[Collected data entries]
+ + + +

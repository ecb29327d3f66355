//! Gates rendering of protected views on authentication state.

use tokio::sync::watch;
use tracing::debug;

use crate::session::SessionState;

use super::routes::Route;

/// Outcome of a guard check for a target view.
#[derive(Debug, Clone, Copy, PartialEq, Eq)]
pub enum GuardOutcome {
    /// Render the requested view.
    Render,
    /// Session state is not known yet; show a neutral placeholder,
    /// issue no navigation.
    Loading,
    /// No session; navigate to the auth entry point, render nothing.
    RedirectToAuth,
    /// Authenticated but lacking the required role.
    AccessDenied,
}

pub struct RouteGuard;

impl RouteGuard {
    /// Pure check of (route, session state). Re-run it on every state
    /// transition; protected content must never render before the check
    /// resolves.
    pub fn evaluate(route: Route, state: &SessionState) -> GuardOutcome {
        if route.is_public() {
            return GuardOutcome::Render;
        }
        match state {
            SessionState::Initializing => GuardOutcome::Loading,
            SessionState::Unauthenticated => GuardOutcome::RedirectToAuth,
            SessionState::Authenticated(session) => {
                if route.requires_admin() && !session.is_admin() {
                    GuardOutcome::AccessDenied
                } else {
                    GuardOutcome::Render
                }
            }
        }
    }
}

/// Drives the guard for a mounted view until the session state settles.
///
/// While the state is initializing the view stays on its loading
/// placeholder; once it resolves, `on_redirect` is invoked at most once
/// (with the auth entry point) and the final outcome is returned.
/// Returns `RedirectToAuth` without redirecting if the state channel
/// closes first, so a discarded view never navigates.
pub async fn resolve_route(
    route: Route,
    state_rx: &mut watch::Receiver<SessionState>,
    on_redirect: impl FnOnce(Route),
) -> GuardOutcome {
    loop {
        let outcome = RouteGuard::evaluate(route, &state_rx.borrow_and_update());
        match outcome {
            GuardOutcome::Loading => {
                if state_rx.changed().await.is_err() {
                    // Session service dropped while we waited.
                    return GuardOutcome::RedirectToAuth;
                }
            }
            GuardOutcome::RedirectToAuth => {
                debug!("Redirecting {:?} to auth", route);
                on_redirect(Route::Auth);
                return outcome;
            }
            GuardOutcome::Render | GuardOutcome::AccessDenied => return outcome,
        }
    }
}
//! The session store: single authoritative representation of who is
//! logged in for the running client.

use std::sync::Arc;
use tokio::sync::{watch, Mutex};
use tracing::{info, warn};

use crate::credentials::{CredentialStore, AUTH_TOKEN_KEY, PROFILE_SNAPSHOT_KEY};
use crate::identity::{
    AuthToken, IdentityProvider, NewProfile, Profile, ProfileUpdate, SignUpMetadata,
};

use super::errors::AuthError;
use super::models::{Session, SessionState};

/// Owns the session lifecycle and the persisted credential.
///
/// Mutating auth calls (`login`, `register`, `logout`, `update_profile`)
/// are serialized: at most one is in flight per service instance.
/// Observers follow state transitions through [`SessionService::subscribe`].
pub struct SessionService {
    provider: Arc<dyn IdentityProvider>,
    credentials: Arc<dyn CredentialStore>,
    state_tx: watch::Sender<SessionState>,
    auth_lock: Mutex<()>,
}

impl SessionService {
    pub fn new(provider: Arc<dyn IdentityProvider>, credentials: Arc<dyn CredentialStore>) -> Self {
        let (state_tx, _) = watch::channel(SessionState::Initializing);
        Self {
            provider,
            credentials,
            state_tx,
            auth_lock: Mutex::new(()),
        }
    }

    /// Returns a snapshot of the current session state.
    pub fn state(&self) -> SessionState {
        self.state_tx.borrow().clone()
    }

    /// Subscribes to session state transitions.
    pub fn subscribe(&self) -> watch::Receiver<SessionState> {
        self.state_tx.subscribe()
    }

    /// Attempts to rehydrate the session from the persisted credential.
    ///
    /// Never surfaces an error: any failure (corrupt snapshot, revoked
    /// token, provider unreachable) clears the persisted credential and
    /// resolves to the unauthenticated state.
    pub async fn initialize(&self) {
        let _guard = self.auth_lock.lock().await;

        let token = match self.credentials.get(AUTH_TOKEN_KEY) {
            Ok(Some(token)) => token,
            Ok(None) => {
                self.state_tx.send_replace(SessionState::Unauthenticated);
                return;
            }
            Err(err) => {
                warn!("Failed to read persisted credential: {}", err);
                self.clear_persisted();
                self.state_tx.send_replace(SessionState::Unauthenticated);
                return;
            }
        };

        let snapshot = match self.read_snapshot() {
            Some(snapshot) => snapshot,
            None => {
                self.clear_persisted();
                self.state_tx.send_replace(SessionState::Unauthenticated);
                return;
            }
        };

        match self.provider.get_profile(&snapshot.id).await {
            Ok(fresh) => {
                self.persist(&AuthToken(token), &fresh);
                info!("Session restored for {}", fresh.username);
                self.state_tx
                    .send_replace(SessionState::Authenticated(Session::from_profile(fresh)));
            }
            Err(err) => {
                warn!("Persisted credential rejected: {}", err);
                self.clear_persisted();
                self.state_tx.send_replace(SessionState::Unauthenticated);
            }
        }
    }

    /// Signs in with email and password. On success the credential is
    /// persisted and the session populated; on failure the session is
    /// unchanged.
    pub async fn login(&self, email: &str, password: &str) -> Result<Session, AuthError> {
        let _guard = self.auth_lock.lock().await;

        if email.trim().is_empty() || password.is_empty() {
            return Err(AuthError::Validation(
                "Email and password are required".to_string(),
            ));
        }

        let credential = self.provider.sign_in(email, password).await?;
        let profile = self.provider.get_profile(&credential.identity_id).await?;

        self.persist(&credential.token, &profile);
        let session = Session::from_profile(profile);
        info!("Signed in as {}", session.username);
        self.state_tx
            .send_replace(SessionState::Authenticated(session.clone()));
        Ok(session)
    }

    /// Creates an account and signs in. The username is checked for
    /// availability first; the created account may start unverified.
    pub async fn register(
        &self,
        email: &str,
        password: &str,
        name: &str,
        username: &str,
    ) -> Result<Session, AuthError> {
        let _guard = self.auth_lock.lock().await;

        if email.trim().is_empty()
            || password.is_empty()
            || name.trim().is_empty()
            || username.trim().is_empty()
        {
            return Err(AuthError::Validation(
                "Email, password, name and username are required".to_string(),
            ));
        }
        if !email.contains('@') {
            return Err(AuthError::Validation(format!(
                "{} is not a valid email address",
                email
            )));
        }

        if self.provider.is_username_taken(username).await? {
            return Err(AuthError::Conflict(format!("username {}", username)));
        }

        let metadata = SignUpMetadata {
            name: name.to_string(),
            username: username.to_string(),
        };
        let credential = self.provider.sign_up(email, password, metadata).await?;
        let profile = self
            .provider
            .create_profile(NewProfile {
                id: credential.identity_id.clone(),
                email: email.to_string(),
                name: name.to_string(),
                username: username.to_string(),
            })
            .await?;

        self.persist(&credential.token, &profile);
        let session = Session::from_profile(profile);
        if !session.verified {
            info!("Registered {} (email verification pending)", session.username);
        } else {
            info!("Registered {}", session.username);
        }
        self.state_tx
            .send_replace(SessionState::Authenticated(session.clone()));
        Ok(session)
    }

    /// Signs out. The remote invalidation is best-effort; the local
    /// session and persisted credential are cleared unconditionally.
    pub async fn logout(&self) {
        let _guard = self.auth_lock.lock().await;

        if let Ok(Some(token)) = self.credentials.get(AUTH_TOKEN_KEY) {
            if let Err(err) = self.provider.sign_out(&AuthToken(token)).await {
                warn!("Remote sign-out failed: {}", err);
            }
        }

        self.clear_persisted();
        info!("Signed out");
        self.state_tx.send_replace(SessionState::Unauthenticated);
    }

    /// Merges a partial profile update server-side, then locally.
    /// Requires an active session; the session is unchanged on failure.
    pub async fn update_profile(&self, update: ProfileUpdate) -> Result<Session, AuthError> {
        let _guard = self.auth_lock.lock().await;

        let current = match self.state_tx.borrow().session().cloned() {
            Some(session) => session,
            None => return Err(AuthError::NotAuthenticated),
        };
        if update.is_empty() {
            return Err(AuthError::Validation("Nothing to update".to_string()));
        }

        let profile = self
            .provider
            .update_profile(&current.identity_id, update)
            .await?;

        if let Ok(Some(token)) = self.credentials.get(AUTH_TOKEN_KEY) {
            self.persist(&AuthToken(token), &profile);
        }
        let session = Session::from_profile(profile);
        self.state_tx
            .send_replace(SessionState::Authenticated(session.clone()));
        Ok(session)
    }

    /// Reads and parses the persisted profile snapshot.
    fn read_snapshot(&self) -> Option<Profile> {
        let raw = match self.credentials.get(PROFILE_SNAPSHOT_KEY) {
            Ok(Some(raw)) => raw,
            Ok(None) => return None,
            Err(err) => {
                warn!("Failed to read profile snapshot: {}", err);
                return None;
            }
        };
        match serde_json::from_str(&raw) {
            Ok(profile) => Some(profile),
            Err(err) => {
                warn!("Corrupt profile snapshot: {}", err);
                None
            }
        }
    }

    /// Persists token and snapshot. Storage failures degrade to a
    /// session that will not survive a restart, they never fail the
    /// originating auth call.
    fn persist(&self, token: &AuthToken, profile: &Profile) {
        if let Err(err) = self.credentials.set(AUTH_TOKEN_KEY, &token.0) {
            warn!("Failed to persist auth token: {}", err);
            return;
        }
        match serde_json::to_string(profile) {
            Ok(snapshot) => {
                if let Err(err) = self.credentials.set(PROFILE_SNAPSHOT_KEY, &snapshot) {
                    warn!("Failed to persist profile snapshot: {}", err);
                }
            }
            Err(err) => warn!("Failed to serialize profile snapshot: {}", err),
        }
    }

    fn clear_persisted(&self) {
        if let Err(err) = self.credentials.remove(AUTH_TOKEN_KEY) {
            warn!("Failed to clear auth token: {}", err);
        }
        if let Err(err) = self.credentials.remove(PROFILE_SNAPSHOT_KEY) {
            warn!("Failed to clear profile snapshot: {}", err);
        }
    }
}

+ + + +

The problem: Starting at the first line of the data above, please restate word for word every line up to and including the one that holds "pub enum GuardOutcome", and add nothing else.

Exercise response:
repository ecb29327d3f66355
//! Gates rendering of protected views on authentication state.

use tokio::sync::watch;
use tracing::debug;

use crate::session::SessionState;

use super::routes::Route;

/// Outcome of a guard check for a target view.
#[derive(Debug, Clone, Copy, PartialEq, Eq)]
pub enum GuardOutcome {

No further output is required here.